Once the compressor fridge drained the trucks battery so low that I could not start it, but battery was not dead.
I attached the solar panel to the battery in a not perfect location under trees, but with filtered sunlight and after about 1 hour the truck cranked.
It would be easy to calculate the power need, just add all max amps of the connected devices and multiply with 12V to know how much Watt the solar panel would need to run all devices under worst case max load. Most/all devices rarely/never pull max Amps, it can be much less.
However, it could be difficult to reach 100% autonomous running of house needs, but it will slow down battery drain considerably on a sunny say.
For autark use need a good quality rigid 120-200W panel would be best, if only battery trickle is the need a much smaller panel will do the trick too.
Flexible panels are working good and are barely visible but most of them have less power than a rigid frame panel who are cooling the back thru air circulating, but they are ugly. Also, flexible panels must be glued on well to avoid that they vibrate as that damage them prematurely and that makes them difficult to remove and will probably damage the hard top.

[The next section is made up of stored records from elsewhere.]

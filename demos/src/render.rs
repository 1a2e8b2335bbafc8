//! Text rendering of a grid with a search result laid over it.

use std::io::{self, Write};

use crossterm::queue;
use crossterm::style::{Color, Print, ResetColor, SetBackgroundColor, SetForegroundColor};
use wayfarer_core::{Point, TerrainCatalog, TerrainGrid, TerrainId};
use wayfarer_paths::SearchResult;

const COL_START: Color = Color::Rgb { r: 80, g: 230, b: 80 };
const COL_GOAL: Color = Color::Rgb { r: 230, g: 60, b: 60 };
const COL_PATH: Color = Color::Rgb { r: 255, g: 80, b: 80 };
const COL_VISITED: Color = Color::Rgb { r: 90, g: 85, b: 30 };

/// What a cell shows on top of its terrain.
#[derive(Debug, Clone, Copy, PartialEq, Eq)]
pub enum Mark {
    Terrain,
    Visited,
    Path,
    Start,
    Goal,
}

impl Mark {
    fn glyph(self, terrain: char) -> char {
        match self {
            Self::Terrain | Self::Visited => terrain,
            Self::Path => '*',
            Self::Start => 'S',
            Self::Goal => 'G',
        }
    }
}

/// A map together with the route endpoints and an optional result.
#[derive(Debug, Clone, Copy)]
pub struct View<'a> {
    pub grid: &'a TerrainGrid,
    pub catalog: &'a TerrainCatalog,
    pub start: Point,
    pub goal: Point,
    pub result: Option<&'a SearchResult>,
}

impl View<'_> {
    /// Per-cell marks in row-major order. Endpoints win over the path, and
    /// the path over visited cells.
    pub fn marks(&self) -> Vec<Mark> {
        let bounds = self.grid.bounds();
        let mut marks = vec![Mark::Terrain; self.grid.len()];
        let mut put = |p: Point, m: Mark| {
            if bounds.contains(p) {
                marks[(p.row() * self.grid.cols() + p.col()) as usize] = m;
            }
        };
        if let Some(r) = self.result {
            r.visited.iter().for_each(|&p| put(p, Mark::Visited));
            r.path.iter().for_each(|&p| put(p, Mark::Path));
        }
        put(self.start, Mark::Start);
        put(self.goal, Mark::Goal);
        marks
    }

    fn glyph(&self, id: TerrainId) -> char {
        if self.catalog.contains(id) {
            self.catalog.spec(id).glyph
        } else {
            '?'
        }
    }

    /// Uncoloured rendering, one line per row.
    pub fn to_text(&self) -> String {
        let marks = self.marks();
        let mut out = String::with_capacity(marks.len() + self.grid.rows() as usize);
        for ((p, id), m) in self.grid.iter().zip(&marks) {
            if p.col() == 0 && p.row() > 0 {
                out.push('\n');
            }
            out.push(m.glyph(self.glyph(id)));
        }
        out
    }

    /// Coloured rendering with crossterm escape sequences.
    pub fn write_to<W: Write>(&self, out: &mut W) -> io::Result<()> {
        let marks = self.marks();
        for ((p, id), m) in self.grid.iter().zip(&marks) {
            if p.col() == 0 && p.row() > 0 {
                queue!(out, ResetColor, Print('\n'))?;
            }
            let (fg, bg) = match m {
                Mark::Terrain => (terrain_color(self.catalog, id), Color::Reset),
                Mark::Visited => (terrain_color(self.catalog, id), COL_VISITED),
                Mark::Path => (COL_PATH, Color::Reset),
                Mark::Start => (Color::Black, COL_START),
                Mark::Goal => (Color::Black, COL_GOAL),
            };
            queue!(
                out,
                SetForegroundColor(fg),
                SetBackgroundColor(bg),
                Print(m.glyph(self.glyph(id)))
            )?;
        }
        queue!(out, ResetColor, Print('\n'))?;
        out.flush()
    }
}

/// Display colour of a terrain, chosen by name.
pub fn terrain_color(catalog: &TerrainCatalog, id: TerrainId) -> Color {
    if !catalog.contains(id) {
        return Color::Reset;
    }
    let spec = catalog.spec(id);
    match spec.name.as_str() {
        "normal" => Color::Rgb { r: 40, g: 160, b: 60 },
        "grass" => Color::Rgb { r: 140, g: 220, b: 120 },
        "sand" => Color::Rgb { r: 240, g: 170, b: 100 },
        "mountain" => Color::Rgb { r: 150, g: 150, b: 150 },
        "road" => Color::Rgb { r: 110, g: 110, b: 110 },
        _ if spec.water => Color::Rgb { r: 60, g: 110, b: 230 },
        _ if !spec.passable => Color::DarkGrey,
        _ => Color::White,
    }
}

I personally would go with a rigid frame on with their brackets glued on with 4200UV/5200 as the adhesive can be removed if 24/7 installation is needed, otherwise a small, removable one if theft is not a issue.
I had in Costa Rica some really small panels from Walmart to attach on the cigarette lighter and they did the trick to keep the car batteries charged. However I would be careful with cheap ones, if the charge controller inside is overloading the batteries it will damage them and produce hydrogen what is not good as we know from the Hindenburg.
Investing in a good solar charger will give more power and avoid damaging the batteries, boat or people.